Legally speaking, you can not call yourself an engineer of any sort without belonging to an actual engineering license credential system (since there are things like civil engineers, computer engineers, mechanical engineers, etc, in the same way you can not call yourself Esquire unless you hold a lawyer license. You can not practice law without a license, but that doesn't stop you defending yourself in a court.
For all that matters, you can call yourself an engineer to other people if you are simply making stuff yourself and not marketing yourself as a licensed one. Nobody can stop you. But you are not getting hired to build/design anything by any company that will be liable for that product.

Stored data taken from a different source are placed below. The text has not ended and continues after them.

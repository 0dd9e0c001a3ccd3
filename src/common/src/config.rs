//! Layered configuration for the reaper daemon.
//!
//! Values are merged from defaults, an optional `reaperd.toml` file and
//! `REAPERD__`-prefixed environment variables (double underscore as the
//! section separator, e.g. `REAPERD__REAPER__CHUNK_SIZE`).

use std::path::Path;
use std::time::Duration;

use figment::{
    Figment,
    providers::{Env, Format, Serialized, Toml},
};
use serde::{Deserialize, Serialize};
use thiserror::Error;

#[derive(Clone, Debug, Serialize, Deserialize)]
pub struct DatabaseConfig {
    /// Data source name for the catalog database (PostgreSQL or SQLite DSN)
    pub dsn: String,
}

impl Default for DatabaseConfig {
    fn default() -> Self {
        Self {
            dsn: String::from("sqlite://.data/catalog.db"),
        }
    }
}

impl DatabaseConfig {
    /// Create an in-memory database configuration for tests
    pub fn in_memory() -> Self {
        Self {
            dsn: String::from("sqlite::memory:"),
        }
    }
}

/// Reaper fleet configuration.
#[derive(Clone, Debug, Serialize, Deserialize)]
pub struct ReaperConfig {
    /// Enable the reaper fleet.
    ///
    /// Env: REAPERD__REAPER__ENABLED
    #[serde(default)]
    pub enabled: bool,

    /// Sleep between reap cycles for each worker loop.
    ///
    /// Env: REAPERD__REAPER__SLEEP_TIME
    #[serde(with = "humantime_serde")]
    pub sleep_time: Duration,

    /// Maximum number of entries submitted to the deletion gateway per batch.
    ///
    /// Env: REAPERD__REAPER__CHUNK_SIZE
    pub chunk_size: usize,

    /// Number of independent worker loops hosted by this process.
    ///
    /// Env: REAPERD__REAPER__TOTAL_WORKERS
    pub total_workers: usize,

    /// Maximum number of expired candidates fetched per cycle.
    ///
    /// Env: REAPERD__REAPER__CANDIDATE_LIMIT
    pub candidate_limit: usize,

    /// Lower bound of the randomized quarantine window after a lock conflict.
    ///
    /// Env: REAPERD__REAPER__MIN_BACKOFF
    #[serde(with = "humantime_serde")]
    pub min_backoff: Duration,

    /// Upper bound of the randomized quarantine window after a lock conflict.
    ///
    /// Env: REAPERD__REAPER__MAX_BACKOFF
    #[serde(with = "humantime_serde")]
    pub max_backoff: Duration,
}

impl Default for ReaperConfig {
    fn default() -> Self {
        Self {
            enabled: false, // Disabled by default for safety
            sleep_time: Duration::from_secs(60),
            chunk_size: 10,
            total_workers: 1,
            candidate_limit: 10_000,
            min_backoff: Duration::from_secs(600),  // 10 minutes
            max_backoff: Duration::from_secs(2400), // 40 minutes
        }
    }
}

impl ReaperConfig {
    /// Validate the reaper configuration.
    ///
    /// Checks:
    /// - chunk size, worker count and candidate limit are non-zero
    /// - sleep time is positive
    /// - the backoff window is well formed (min <= max, min positive)
    pub fn validate(&self) -> Result<(), ReaperConfigError> {
        if self.chunk_size == 0 {
            return Err(ReaperConfigError::ZeroChunkSize);
        }
        if self.total_workers == 0 {
            return Err(ReaperConfigError::ZeroTotalWorkers);
        }
        if self.candidate_limit == 0 {
            return Err(ReaperConfigError::ZeroCandidateLimit);
        }
        if self.sleep_time.is_zero() {
            return Err(ReaperConfigError::ZeroSleepTime);
        }
        if self.min_backoff.is_zero() || self.min_backoff > self.max_backoff {
            return Err(ReaperConfigError::InvalidBackoffWindow {
                min: self.min_backoff,
                max: self.max_backoff,
            });
        }
        Ok(())
    }
}

/// Errors that can occur during reaper configuration validation.
#[derive(Error, Debug)]
pub enum ReaperConfigError {
    #[error("chunk_size must be positive")]
    ZeroChunkSize,

    #[error("total_workers must be positive")]
    ZeroTotalWorkers,

    #[error("candidate_limit must be positive")]
    ZeroCandidateLimit,

    #[error("sleep_time must be positive")]
    ZeroSleepTime,

    #[error("invalid backoff window: min {min:?} must be positive and <= max {max:?}")]
    InvalidBackoffWindow { min: Duration, max: Duration },
}

#[derive(Clone, Debug, Serialize, Deserialize, Default)]
pub struct Configuration {
    /// Catalog database configuration
    pub database: DatabaseConfig,
    /// Reaper fleet configuration
    pub reaper: ReaperConfig,
}

impl Configuration {
    pub fn load() -> Result<Self, Box<figment::Error>> {
        let config = Figment::from(Serialized::defaults(Configuration::default()))
            .merge(Toml::file("reaperd.toml"))
            .merge(Env::prefixed("REAPERD__").split("__"))
            .extract()
            .map_err(Box::new)?;
        Ok(config)
    }

    pub fn load_from_path(path: &Path) -> Result<Self, Box<figment::Error>> {
        let config = Figment::from(Serialized::defaults(Configuration::default()))
            .merge(Toml::file(path))
            .merge(Env::prefixed("REAPERD__").split("__"))
            .extract()
            .map_err(Box::new)?;
        Ok(config)
    }
}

To circle back to the story itself, Yes C# will overtake Java because C# is primarily used in game development... and cheating tools for games. Java is used by exactly one game. Minecraft. No other game out there is built in Java that has survived the constant breaking of the Java API by Oracle. C# is equally as brittle, but unlike Java, you are not required to recode your game in a newer C# unless the underlying engine (eg Unity) does.
But people should still learn C before they ever learn any other software development language because every single language in use to day either follows C syntax (Javascript, PHP) or C++ object models (Java, Javascript, PHP, Python, etc) so if you learn at the minimum C, you can pick up all other programming languages quite easily. C is the Latin to C++'s Italian and Java's French.